Evolutionary Operators

A number of evolutionary operators are defined at the individual gene level and genome level: (i) Gene duplication, in which the entire gene (including protein parameters) and its regulatory region is duplicated and added to the genome with probability M gDup. If either an input or output gene is duplicated then the gene and its associated parameters and regulatory region are duplicated, however, the duplicate gene does not function as an input/output gene. When a gene is duplicated, for the purpose of gene/protein ordering during simulation, they are placed after the existing regulatory genes in a linear genome, but before output genes; (ii) Gene loss, where the entire gene and its regulatory region is removed from the genome with probability M gLoss . Input and output genes cannot be lost. This ensures a ‘minimal’ genome will always exist consisting of the initially defined number of input and output genes; (iii) Protein shape mutation, in which the protein shape is mutated by a random normal, with μ = 0 and σ = log10 s max, with probability M pShape; (iv) Protein production mutation, where the protein production value is mutated by a random normal, with μ = 0 and σ = 2, with probability M pProd; (v) Protein degradation mutation, where the protein degradation value is mutated by a random normal, with μ = 0 and σ = 2, with probability M pStab; (vi) Binding site duplication, where a random binding site from the genome is duplicated with probability M bsDup; (vii) Binding site loss, where a binding site is lost with probability M bsLoss; (viii) Binding site shape mutation, where the shape of the binding site is mutated by a random normal, with μ = 0 and σ = log10 s max with probability M bsShape; (ix) Binding site regulation flip, in which the regulation type (activating or inhibitory) is flipped with probability M bsFlip. Mutation probabilities are defined per gene for gene duplication/loss, protein shape/production/degradation mutation operators and per binding site for binding site loss/duplication/shape/regulation mutation operators. All mutation parameter values are shown in Table 2.

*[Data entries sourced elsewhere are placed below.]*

//! Tracing subscriber setup for the CLI.
//!
//! All log output goes to stderr; stdout carries only answers. `RUST_LOG`
//! overrides the level picked from config and flags.

use tracing_subscriber::{fmt, prelude::*, EnvFilter};

/// Log line format.
#[derive(Debug, Clone, Copy, PartialEq, Eq)]
pub enum LogFormat {
    Pretty,
    Json,
}

impl LogFormat {
    /// Anything other than `"json"` reads as pretty.
    fn from_config(format: &str) -> Self {
        if format.eq_ignore_ascii_case("json") {
            Self::Json
        } else {
            Self::Pretty
        }
    }
}

/// Install the global subscriber.
pub fn init(level: &str, format: LogFormat) {
    let filter = EnvFilter::try_from_default_env().unwrap_or_else(|_| EnvFilter::new(level));
    let registry = tracing_subscriber::registry().with(filter);

    match format {
        LogFormat::Json => registry
            .with(fmt::layer().json().with_writer(std::io::stderr))
            .init(),
        LogFormat::Pretty => registry
            .with(
                fmt::layer()
                    .compact()
                    .with_target(false)
                    .with_ansi(console::colors_enabled_stderr())
                    .with_writer(std::io::stderr),
            )
            .init(),
    }
}

/// Install the subscriber from `[logging]`; `--verbose` and `--json-logs` win.
pub fn init_from_config(config: &glance_core::Config, verbose: bool, json_logs: bool) {
    let level = effective_level(&config.logging.level, verbose);
    let format = if json_logs {
        LogFormat::Json
    } else {
        LogFormat::from_config(&config.logging.format)
    };
    init(level, format);
}

/// Pick the default log level from config and the `--verbose` flag.
fn effective_level(configured: &str, verbose: bool) -> &str {
    match configured {
        "trace" => "trace",
        _ if verbose => "debug",
        "error" | "warn" | "info" | "debug" => configured,
        _ => "info",
    }
}

#[cfg(test)]
mod tests {
    use super::*;

    #[test]
    fn verbose_raises_to_debug() {
        assert_eq!(effective_level("info", true), "debug");
        assert_eq!(effective_level("warn", true), "debug");
    }

    #[test]
    fn verbose_keeps_trace() {
        assert_eq!(effective_level("trace", true), "trace");
    }

    #[test]
    fn configured_level_used_without_verbose() {
        assert_eq!(effective_level("warn", false), "warn");
        assert_eq!(effective_level("debug", false), "debug");
    }

    #[test]
    fn unknown_level_falls_back_to_info() {
        assert_eq!(effective_level("loud", false), "info");
    }

    #[test]
    fn log_format_from_config() {
        assert_eq!(LogFormat::from_config("json"), LogFormat::Json);
        assert_eq!(LogFormat::from_config("JSON"), LogFormat::Json);
        assert_eq!(LogFormat::from_config("pretty"), LogFormat::Pretty);
        assert_eq!(LogFormat::from_config("fancy"), LogFormat::Pretty);
    }
}
//! The `glance config` command for configuration management.

use clap::{Args, Subcommand};
use glance_core::vision::{env_var_for, provider_label, resolve_env_var};
use glance_core::{Config, ModelSelection};
use std::path::Path;

/// Arguments for the `config` command.
#[derive(Args, Debug)]
pub struct ConfigArgs {
    #[command(subcommand)]
    pub command: ConfigCommand,
}

/// Subcommands for configuration management.
#[derive(Subcommand, Debug)]
pub enum ConfigCommand {
    /// Display current configuration (API keys masked)
    Show,

    /// Show config file path
    Path,

    /// Initialize a new config file with defaults
    Init {
        /// Overwrite existing config file
        #[arg(long)]
        force: bool,
    },
}

/// Execute the config command.
pub async fn execute(args: ConfigArgs) -> anyhow::Result<()> {
    match args.command {
        ConfigCommand::Show => {
            let config = Config::load()?;
            println!("{}", masked(&config).to_toml()?);
            for model in ModelSelection::ALL {
                println!("# {}", key_status(&config, model));
            }
        }

        ConfigCommand::Path => {
            let path = Config::default_path();
            println!("{}", path.display());
        }

        ConfigCommand::Init { force } => {
            let path = Config::default_path();
            init_config(&path, force)?;
            tracing::info!("Config file created at: {}", path.display());
            println!("Configuration initialized at: {}", path.display());
        }
    }

    Ok(())
}

/// Write a default config file, refusing to overwrite unless `force`.
fn init_config(path: &Path, force: bool) -> anyhow::Result<()> {
    if path.exists() && !force {
        anyhow::bail!(
            "Config file already exists at: {}\nUse --force to overwrite.",
            path.display()
        );
    }

    // Ensure parent directory exists
    if let Some(parent) = path.parent() {
        std::fs::create_dir_all(parent)?;
    }

    let toml = Config::default().to_toml()?;
    std::fs::write(path, toml)?;
    Ok(())
}

/// Copy of the config with literal API keys replaced by a mask.
///
/// `${ENV_VAR}` references are kept as-is since they hold no secret.
pub(crate) fn masked(config: &Config) -> Config {
    let mut shown = config.clone();
    for model in ModelSelection::ALL {
        let key = shown.backends.for_model(model).api_key;
        if !key.is_empty() && !key.starts_with("${") {
            let mask = mask_key(key);
            shown.backends.set_api_key(model, &mask);
        }
    }
    shown
}

fn mask_key(key: &str) -> String {
    let visible: String = key.chars().take(4).collect();
    format!("{visible}…")
}

/// One-line description of where a backend's key comes from.
pub(crate) fn key_status(config: &Config, model: ModelSelection) -> String {
    let configured = config.backends.for_model(model).api_key;
    let label = provider_label(model);
    match resolve_env_var(configured) {
        Some(_) if configured.starts_with("${") => {
            format!("{label} API key: from {}", &configured[2..configured.len() - 1])
        }
        Some(_) => format!("{label} API key: set in config"),
        None => format!("{label} API key: not set ({})", env_var_for(model)),
    }
}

Table 2 Mutation parameter values

Experimental and Environmental Conditions

Two sets of internal and external environments of the 100 models were simulated and evolved: (1) a stress-free, base environment, and (2) a ‘stressed’ environment, which introduces a number of stresses to the base environment. The base environment consists of nine food sources, each providing 5, 10, 15, 20 (two sources of each) or 25 molecules of energy, which are always available. In the ‘stressed’ environment, each food source is randomly available for approximately 12% of the simulation. Four biosynthesis pathways, with combinations of high and low yield, high and low cost, are represented in the genome. Two energy signalling genes, one detecting high energy concentrations (500 molecules) and the other detecting low energy concentrations (333 molecules) are also represented. The ‘stressed’ environment consists of two further stresses (representing denatured proteins within the cell) and two corresponding stress response pathways. Every 25 simulation time-steps, 25 stress molecules enter the cell, generating a fixed cyclical stress regime. Each activation event of a stress response pathway removes 25 molecules of the associated stress. If the number of a specific type of stress molecules reaches the given lethal stress threshold (100), then the cell dies. Model parameters are given in Table 1, and a discussion of parameter value selection can be found in Jenkins and Stekel (2010).

Functional Complexity

Gene regulatory networks can be viewed as consisting of a number of integrated components or systems. In this model, we define three functional systems, each corresponding to a specific biological function:

  1. 1.

    The ‘energy regulation’ component consists of all output genes that are repressed by at least one input or output gene. These interactions conserve energy by down regulating over-expression.

  2. 2.

    The ‘stress response’ component consists of stress response pathways and the input and the output genes that activate them. A number of stress response sub-systems can be present in the network, and is dependent on the number of stress receptor/stress response pathways in the network.

  3. 3.

    The ‘growth’ components consists of biosynthesis pathways and the input and the output genes that activate them. A number of growth sub-systems can be present in the network, and is dependent on the number of biosynthesis pathways in the network.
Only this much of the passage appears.